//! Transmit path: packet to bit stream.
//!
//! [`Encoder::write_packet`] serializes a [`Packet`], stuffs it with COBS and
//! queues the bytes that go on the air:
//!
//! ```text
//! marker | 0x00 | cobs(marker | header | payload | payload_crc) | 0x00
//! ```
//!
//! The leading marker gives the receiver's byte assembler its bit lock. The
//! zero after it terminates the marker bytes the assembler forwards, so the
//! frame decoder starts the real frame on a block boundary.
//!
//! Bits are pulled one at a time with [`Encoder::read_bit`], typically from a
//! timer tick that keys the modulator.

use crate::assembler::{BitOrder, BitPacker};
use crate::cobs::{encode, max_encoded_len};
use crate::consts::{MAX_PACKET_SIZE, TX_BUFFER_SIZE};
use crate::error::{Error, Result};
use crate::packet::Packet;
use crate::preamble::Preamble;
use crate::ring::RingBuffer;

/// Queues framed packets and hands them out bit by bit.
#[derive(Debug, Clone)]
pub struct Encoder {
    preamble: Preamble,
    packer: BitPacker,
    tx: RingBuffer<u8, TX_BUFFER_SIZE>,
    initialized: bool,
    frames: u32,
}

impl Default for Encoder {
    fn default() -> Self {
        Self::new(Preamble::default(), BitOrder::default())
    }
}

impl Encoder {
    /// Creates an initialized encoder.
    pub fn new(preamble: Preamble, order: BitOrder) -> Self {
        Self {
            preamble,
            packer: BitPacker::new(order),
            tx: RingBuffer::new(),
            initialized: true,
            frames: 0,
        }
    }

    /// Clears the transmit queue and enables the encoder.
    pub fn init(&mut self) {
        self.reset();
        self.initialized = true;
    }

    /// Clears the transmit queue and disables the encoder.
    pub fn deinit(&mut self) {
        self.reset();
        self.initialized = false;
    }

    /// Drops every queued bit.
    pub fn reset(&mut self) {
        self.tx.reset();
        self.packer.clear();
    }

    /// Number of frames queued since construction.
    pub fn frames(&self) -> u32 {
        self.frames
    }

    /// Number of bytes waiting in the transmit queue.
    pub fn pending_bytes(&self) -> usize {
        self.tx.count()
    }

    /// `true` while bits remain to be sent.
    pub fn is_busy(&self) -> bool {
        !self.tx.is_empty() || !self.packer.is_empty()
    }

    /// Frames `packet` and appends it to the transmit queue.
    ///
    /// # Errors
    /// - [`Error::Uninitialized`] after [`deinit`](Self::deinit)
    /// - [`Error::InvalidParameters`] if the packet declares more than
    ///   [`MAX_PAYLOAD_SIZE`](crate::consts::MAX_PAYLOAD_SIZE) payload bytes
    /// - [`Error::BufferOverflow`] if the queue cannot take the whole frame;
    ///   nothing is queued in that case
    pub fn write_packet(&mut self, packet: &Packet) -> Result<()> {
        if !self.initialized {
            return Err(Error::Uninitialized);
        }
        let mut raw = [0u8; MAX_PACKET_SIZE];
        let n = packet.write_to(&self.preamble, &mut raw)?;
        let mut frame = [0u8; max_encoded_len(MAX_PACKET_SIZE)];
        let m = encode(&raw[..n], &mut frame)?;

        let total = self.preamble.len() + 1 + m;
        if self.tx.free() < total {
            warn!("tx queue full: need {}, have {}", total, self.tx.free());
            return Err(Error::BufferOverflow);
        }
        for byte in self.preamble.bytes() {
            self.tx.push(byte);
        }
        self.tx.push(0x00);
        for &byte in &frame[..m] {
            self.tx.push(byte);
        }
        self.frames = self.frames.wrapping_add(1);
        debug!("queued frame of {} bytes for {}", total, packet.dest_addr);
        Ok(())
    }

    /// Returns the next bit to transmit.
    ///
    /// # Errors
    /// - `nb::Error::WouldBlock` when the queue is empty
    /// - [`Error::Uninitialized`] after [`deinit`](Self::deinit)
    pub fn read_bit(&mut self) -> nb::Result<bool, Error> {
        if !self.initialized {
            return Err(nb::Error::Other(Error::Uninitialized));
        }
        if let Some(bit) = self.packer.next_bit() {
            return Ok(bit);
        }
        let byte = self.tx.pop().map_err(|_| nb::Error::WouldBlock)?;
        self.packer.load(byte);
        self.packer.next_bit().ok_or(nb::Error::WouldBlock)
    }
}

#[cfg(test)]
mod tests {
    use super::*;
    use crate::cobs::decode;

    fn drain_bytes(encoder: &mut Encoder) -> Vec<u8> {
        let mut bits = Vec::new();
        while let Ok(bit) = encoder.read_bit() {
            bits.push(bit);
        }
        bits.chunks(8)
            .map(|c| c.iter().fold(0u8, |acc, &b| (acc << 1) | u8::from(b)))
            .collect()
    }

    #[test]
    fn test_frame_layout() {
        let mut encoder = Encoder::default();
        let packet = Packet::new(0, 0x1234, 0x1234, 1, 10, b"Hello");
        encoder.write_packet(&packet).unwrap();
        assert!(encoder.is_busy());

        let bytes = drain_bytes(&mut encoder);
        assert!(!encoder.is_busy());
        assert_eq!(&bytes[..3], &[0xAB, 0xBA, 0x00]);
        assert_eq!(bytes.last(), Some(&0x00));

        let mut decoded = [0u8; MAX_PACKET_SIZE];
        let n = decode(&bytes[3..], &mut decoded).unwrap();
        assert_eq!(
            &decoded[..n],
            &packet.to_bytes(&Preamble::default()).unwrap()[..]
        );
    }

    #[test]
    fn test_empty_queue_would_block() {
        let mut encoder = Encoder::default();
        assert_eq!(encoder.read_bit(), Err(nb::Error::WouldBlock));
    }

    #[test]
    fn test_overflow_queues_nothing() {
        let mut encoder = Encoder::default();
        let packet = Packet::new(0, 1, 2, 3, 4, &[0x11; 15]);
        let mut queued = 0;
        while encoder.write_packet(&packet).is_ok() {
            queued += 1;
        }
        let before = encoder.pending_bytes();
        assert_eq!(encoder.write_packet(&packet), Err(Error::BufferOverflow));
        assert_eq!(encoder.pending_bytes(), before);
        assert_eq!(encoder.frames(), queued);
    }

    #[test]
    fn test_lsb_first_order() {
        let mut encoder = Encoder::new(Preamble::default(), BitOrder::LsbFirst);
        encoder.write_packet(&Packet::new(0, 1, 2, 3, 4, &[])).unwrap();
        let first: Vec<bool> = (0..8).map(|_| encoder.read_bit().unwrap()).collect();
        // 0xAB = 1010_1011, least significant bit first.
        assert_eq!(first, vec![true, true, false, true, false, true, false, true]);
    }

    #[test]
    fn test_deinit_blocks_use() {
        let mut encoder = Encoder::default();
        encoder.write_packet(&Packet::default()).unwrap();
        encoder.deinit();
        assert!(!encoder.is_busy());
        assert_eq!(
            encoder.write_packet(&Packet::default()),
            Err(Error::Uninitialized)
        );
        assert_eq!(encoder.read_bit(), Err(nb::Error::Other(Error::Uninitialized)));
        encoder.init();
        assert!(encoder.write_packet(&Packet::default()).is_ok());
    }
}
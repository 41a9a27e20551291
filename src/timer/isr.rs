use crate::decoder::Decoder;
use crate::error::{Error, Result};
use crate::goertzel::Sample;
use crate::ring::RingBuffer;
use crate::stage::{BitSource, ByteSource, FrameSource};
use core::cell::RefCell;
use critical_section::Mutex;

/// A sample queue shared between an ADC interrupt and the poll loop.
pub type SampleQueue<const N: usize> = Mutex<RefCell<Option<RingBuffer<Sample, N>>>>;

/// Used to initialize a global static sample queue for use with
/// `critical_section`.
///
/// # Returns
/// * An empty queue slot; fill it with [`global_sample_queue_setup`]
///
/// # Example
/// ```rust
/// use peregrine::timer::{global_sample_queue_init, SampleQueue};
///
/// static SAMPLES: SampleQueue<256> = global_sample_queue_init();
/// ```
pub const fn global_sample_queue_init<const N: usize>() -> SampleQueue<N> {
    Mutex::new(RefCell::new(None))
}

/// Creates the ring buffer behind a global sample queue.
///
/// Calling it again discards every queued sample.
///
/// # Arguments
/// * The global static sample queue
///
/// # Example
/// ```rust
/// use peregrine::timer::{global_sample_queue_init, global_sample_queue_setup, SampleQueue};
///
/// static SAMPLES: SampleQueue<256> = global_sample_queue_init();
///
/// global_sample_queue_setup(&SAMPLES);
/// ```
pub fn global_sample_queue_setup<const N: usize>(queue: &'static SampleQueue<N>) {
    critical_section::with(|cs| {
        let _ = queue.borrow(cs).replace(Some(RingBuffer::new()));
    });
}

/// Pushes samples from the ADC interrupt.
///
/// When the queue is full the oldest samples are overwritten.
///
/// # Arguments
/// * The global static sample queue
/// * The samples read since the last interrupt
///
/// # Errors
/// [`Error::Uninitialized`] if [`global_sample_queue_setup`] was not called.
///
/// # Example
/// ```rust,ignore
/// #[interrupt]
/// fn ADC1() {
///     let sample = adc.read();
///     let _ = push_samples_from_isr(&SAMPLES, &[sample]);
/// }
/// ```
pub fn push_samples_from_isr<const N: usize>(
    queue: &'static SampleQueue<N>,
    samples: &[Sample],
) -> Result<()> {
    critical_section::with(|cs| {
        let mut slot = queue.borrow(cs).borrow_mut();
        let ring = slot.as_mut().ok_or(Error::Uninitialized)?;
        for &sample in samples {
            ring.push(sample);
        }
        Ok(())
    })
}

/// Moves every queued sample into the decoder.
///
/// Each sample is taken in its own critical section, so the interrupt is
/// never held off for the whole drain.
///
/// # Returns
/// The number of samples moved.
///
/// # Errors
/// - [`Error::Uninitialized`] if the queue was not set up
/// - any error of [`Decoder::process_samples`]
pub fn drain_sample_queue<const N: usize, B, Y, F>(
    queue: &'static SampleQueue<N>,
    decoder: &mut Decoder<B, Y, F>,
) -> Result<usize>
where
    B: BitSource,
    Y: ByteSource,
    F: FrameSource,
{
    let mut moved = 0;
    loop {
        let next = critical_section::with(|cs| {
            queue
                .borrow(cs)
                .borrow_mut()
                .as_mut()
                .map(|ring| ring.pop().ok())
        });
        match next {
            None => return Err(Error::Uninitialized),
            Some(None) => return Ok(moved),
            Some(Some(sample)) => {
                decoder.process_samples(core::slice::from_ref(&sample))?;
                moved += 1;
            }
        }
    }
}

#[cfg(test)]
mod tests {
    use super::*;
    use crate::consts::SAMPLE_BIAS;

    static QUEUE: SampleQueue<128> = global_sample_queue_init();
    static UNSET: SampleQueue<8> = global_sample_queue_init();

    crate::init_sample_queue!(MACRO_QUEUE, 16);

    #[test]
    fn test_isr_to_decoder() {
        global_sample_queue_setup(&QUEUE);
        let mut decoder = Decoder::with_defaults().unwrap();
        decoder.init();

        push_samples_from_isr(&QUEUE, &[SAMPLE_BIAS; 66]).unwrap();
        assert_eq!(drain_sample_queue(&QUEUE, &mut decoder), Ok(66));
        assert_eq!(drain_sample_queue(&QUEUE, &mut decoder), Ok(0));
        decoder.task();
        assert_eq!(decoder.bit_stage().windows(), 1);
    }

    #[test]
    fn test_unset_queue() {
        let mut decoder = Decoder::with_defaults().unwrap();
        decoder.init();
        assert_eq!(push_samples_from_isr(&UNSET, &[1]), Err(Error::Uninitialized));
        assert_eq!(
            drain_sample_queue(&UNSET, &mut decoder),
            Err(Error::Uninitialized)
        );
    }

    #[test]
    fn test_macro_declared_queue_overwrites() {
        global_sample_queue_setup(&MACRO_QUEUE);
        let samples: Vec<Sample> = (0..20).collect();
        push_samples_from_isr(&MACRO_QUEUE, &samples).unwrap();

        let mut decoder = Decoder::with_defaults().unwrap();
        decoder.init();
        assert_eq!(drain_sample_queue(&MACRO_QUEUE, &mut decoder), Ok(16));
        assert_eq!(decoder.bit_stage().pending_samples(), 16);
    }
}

_ _ _ _ _

• _YOUR INSTRUCTIONS_
Using the records above, copy word for word the line with "bit lock. The", the line with "keys the modulator.", and every line between them.

• _EXPECTED ANSWER_
//! The leading marker gives the receiver's byte assembler its bit lock. The
//! zero after it terminates the marker bytes the assembler forwards, so the
//! frame decoder starts the real frame on a block boundary.
//!
//! Bits are pulled one at a time with [`Encoder::read_bit`], typically from a
//! timer tick that keys the modulator.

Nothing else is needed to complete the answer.